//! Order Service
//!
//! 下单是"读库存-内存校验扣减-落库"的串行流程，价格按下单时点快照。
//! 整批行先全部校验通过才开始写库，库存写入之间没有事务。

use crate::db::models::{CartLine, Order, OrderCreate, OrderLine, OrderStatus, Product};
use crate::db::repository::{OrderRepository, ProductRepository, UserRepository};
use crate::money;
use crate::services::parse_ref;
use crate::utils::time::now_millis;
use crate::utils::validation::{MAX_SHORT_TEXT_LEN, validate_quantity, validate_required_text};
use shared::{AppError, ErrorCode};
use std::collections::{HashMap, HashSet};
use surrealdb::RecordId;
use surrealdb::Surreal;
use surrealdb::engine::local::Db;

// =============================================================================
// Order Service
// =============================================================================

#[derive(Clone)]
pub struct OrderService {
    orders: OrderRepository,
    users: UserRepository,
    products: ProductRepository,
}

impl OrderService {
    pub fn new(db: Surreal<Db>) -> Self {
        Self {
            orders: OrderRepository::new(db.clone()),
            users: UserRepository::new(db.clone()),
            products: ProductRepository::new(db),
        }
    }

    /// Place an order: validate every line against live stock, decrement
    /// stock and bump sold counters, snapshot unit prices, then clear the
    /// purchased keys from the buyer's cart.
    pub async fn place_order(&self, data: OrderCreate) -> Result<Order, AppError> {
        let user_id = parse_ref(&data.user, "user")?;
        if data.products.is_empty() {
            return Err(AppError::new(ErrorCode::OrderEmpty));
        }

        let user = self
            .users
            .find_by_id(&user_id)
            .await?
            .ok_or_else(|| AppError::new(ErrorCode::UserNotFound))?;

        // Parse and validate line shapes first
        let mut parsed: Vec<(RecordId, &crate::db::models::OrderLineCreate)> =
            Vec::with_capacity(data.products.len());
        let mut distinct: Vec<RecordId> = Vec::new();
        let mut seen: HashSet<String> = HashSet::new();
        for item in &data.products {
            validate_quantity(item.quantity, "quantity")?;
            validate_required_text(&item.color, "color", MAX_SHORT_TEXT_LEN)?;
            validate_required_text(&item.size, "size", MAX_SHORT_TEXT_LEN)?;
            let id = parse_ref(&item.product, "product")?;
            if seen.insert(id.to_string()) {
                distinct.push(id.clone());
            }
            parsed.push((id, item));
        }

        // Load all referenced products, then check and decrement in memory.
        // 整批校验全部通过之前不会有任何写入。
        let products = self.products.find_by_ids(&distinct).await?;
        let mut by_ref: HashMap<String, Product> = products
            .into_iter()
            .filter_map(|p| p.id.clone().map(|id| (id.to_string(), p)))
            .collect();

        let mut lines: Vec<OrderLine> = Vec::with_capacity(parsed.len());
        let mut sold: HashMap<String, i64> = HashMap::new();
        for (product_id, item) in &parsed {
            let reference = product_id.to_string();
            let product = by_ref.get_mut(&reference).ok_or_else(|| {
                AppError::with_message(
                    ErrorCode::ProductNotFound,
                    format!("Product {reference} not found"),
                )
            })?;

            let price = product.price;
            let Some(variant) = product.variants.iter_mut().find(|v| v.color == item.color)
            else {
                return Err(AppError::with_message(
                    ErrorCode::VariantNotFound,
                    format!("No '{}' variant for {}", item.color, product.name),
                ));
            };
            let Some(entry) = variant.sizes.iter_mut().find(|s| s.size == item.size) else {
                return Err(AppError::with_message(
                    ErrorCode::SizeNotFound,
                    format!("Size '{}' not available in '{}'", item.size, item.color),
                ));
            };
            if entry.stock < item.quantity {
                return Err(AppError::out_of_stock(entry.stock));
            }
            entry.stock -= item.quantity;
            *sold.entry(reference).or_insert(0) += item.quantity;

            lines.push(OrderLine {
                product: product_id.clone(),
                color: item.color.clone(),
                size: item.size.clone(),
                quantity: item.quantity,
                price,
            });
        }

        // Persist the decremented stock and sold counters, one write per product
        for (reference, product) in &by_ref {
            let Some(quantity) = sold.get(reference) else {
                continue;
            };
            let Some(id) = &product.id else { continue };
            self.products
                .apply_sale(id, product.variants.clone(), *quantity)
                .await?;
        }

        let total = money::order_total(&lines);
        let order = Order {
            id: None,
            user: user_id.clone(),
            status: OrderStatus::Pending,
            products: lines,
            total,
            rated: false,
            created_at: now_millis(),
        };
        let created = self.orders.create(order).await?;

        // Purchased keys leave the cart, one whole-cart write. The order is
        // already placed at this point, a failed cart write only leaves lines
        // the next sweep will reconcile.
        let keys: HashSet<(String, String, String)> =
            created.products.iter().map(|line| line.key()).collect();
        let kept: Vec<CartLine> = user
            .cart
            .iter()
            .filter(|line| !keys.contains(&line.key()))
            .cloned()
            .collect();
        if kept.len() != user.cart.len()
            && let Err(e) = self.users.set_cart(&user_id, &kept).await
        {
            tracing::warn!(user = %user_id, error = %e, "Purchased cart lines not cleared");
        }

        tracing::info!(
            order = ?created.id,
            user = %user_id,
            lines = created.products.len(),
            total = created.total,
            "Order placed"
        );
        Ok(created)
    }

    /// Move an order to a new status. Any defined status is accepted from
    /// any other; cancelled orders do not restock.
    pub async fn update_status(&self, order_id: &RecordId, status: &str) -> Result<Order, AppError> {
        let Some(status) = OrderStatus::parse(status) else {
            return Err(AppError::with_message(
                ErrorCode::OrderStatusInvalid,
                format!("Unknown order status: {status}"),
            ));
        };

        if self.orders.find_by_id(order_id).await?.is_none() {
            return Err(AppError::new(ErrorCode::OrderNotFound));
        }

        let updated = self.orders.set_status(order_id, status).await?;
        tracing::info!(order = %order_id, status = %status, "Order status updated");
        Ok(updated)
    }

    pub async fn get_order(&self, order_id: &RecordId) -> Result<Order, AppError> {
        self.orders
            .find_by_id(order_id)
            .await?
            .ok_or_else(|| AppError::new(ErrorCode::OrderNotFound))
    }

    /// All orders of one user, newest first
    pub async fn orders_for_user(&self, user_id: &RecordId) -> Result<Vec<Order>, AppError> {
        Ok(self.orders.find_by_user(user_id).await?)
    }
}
---*---
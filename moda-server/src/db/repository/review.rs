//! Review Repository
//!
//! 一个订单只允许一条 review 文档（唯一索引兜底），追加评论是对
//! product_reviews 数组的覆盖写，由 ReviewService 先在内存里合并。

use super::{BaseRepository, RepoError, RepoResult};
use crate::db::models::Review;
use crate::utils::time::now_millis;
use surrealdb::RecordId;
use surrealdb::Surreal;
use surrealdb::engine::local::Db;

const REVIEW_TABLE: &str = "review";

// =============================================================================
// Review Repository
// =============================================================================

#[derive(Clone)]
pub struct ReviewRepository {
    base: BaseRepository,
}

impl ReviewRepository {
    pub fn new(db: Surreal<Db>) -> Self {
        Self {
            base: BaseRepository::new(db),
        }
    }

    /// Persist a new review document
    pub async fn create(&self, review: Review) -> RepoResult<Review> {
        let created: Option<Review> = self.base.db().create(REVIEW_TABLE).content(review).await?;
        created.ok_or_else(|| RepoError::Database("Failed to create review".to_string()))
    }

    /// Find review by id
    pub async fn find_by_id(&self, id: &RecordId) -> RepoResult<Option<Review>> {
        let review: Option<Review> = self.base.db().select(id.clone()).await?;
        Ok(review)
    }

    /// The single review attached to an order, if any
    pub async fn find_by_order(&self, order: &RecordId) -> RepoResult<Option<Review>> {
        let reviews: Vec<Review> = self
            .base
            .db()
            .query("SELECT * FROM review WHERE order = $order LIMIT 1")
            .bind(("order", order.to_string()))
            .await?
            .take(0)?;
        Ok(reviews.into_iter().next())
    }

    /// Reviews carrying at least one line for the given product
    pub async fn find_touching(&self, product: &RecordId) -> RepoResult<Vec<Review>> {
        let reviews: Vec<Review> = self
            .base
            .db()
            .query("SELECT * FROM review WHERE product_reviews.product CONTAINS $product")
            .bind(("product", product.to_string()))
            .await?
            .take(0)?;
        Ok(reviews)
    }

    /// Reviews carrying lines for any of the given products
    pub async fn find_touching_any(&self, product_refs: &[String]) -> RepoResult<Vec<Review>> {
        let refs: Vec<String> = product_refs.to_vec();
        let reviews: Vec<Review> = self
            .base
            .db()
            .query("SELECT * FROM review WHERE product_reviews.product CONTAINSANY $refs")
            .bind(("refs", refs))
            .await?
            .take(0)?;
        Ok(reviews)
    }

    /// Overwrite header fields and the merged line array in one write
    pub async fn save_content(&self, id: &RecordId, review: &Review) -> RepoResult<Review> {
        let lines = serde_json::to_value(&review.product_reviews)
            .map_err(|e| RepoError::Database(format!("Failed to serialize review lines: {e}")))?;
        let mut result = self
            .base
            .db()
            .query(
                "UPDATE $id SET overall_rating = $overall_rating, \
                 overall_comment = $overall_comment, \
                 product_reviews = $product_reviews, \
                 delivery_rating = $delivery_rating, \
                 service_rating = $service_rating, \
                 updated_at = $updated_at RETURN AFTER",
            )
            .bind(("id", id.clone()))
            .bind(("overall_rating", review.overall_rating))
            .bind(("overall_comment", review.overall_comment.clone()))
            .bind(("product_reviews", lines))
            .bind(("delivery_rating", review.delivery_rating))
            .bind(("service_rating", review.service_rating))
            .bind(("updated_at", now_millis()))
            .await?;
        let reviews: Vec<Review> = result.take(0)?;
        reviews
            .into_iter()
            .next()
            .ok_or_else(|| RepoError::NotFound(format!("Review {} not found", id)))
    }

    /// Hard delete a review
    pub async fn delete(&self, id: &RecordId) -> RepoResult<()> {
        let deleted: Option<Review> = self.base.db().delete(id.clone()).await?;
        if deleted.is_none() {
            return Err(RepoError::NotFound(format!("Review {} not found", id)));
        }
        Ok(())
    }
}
---*---
ASSIGNMENT. For each line in the data that contains the string "continue", give a copy of that line.

ANSWER SPACE.
                continue;
            let Some(id) = &product.id else { continue };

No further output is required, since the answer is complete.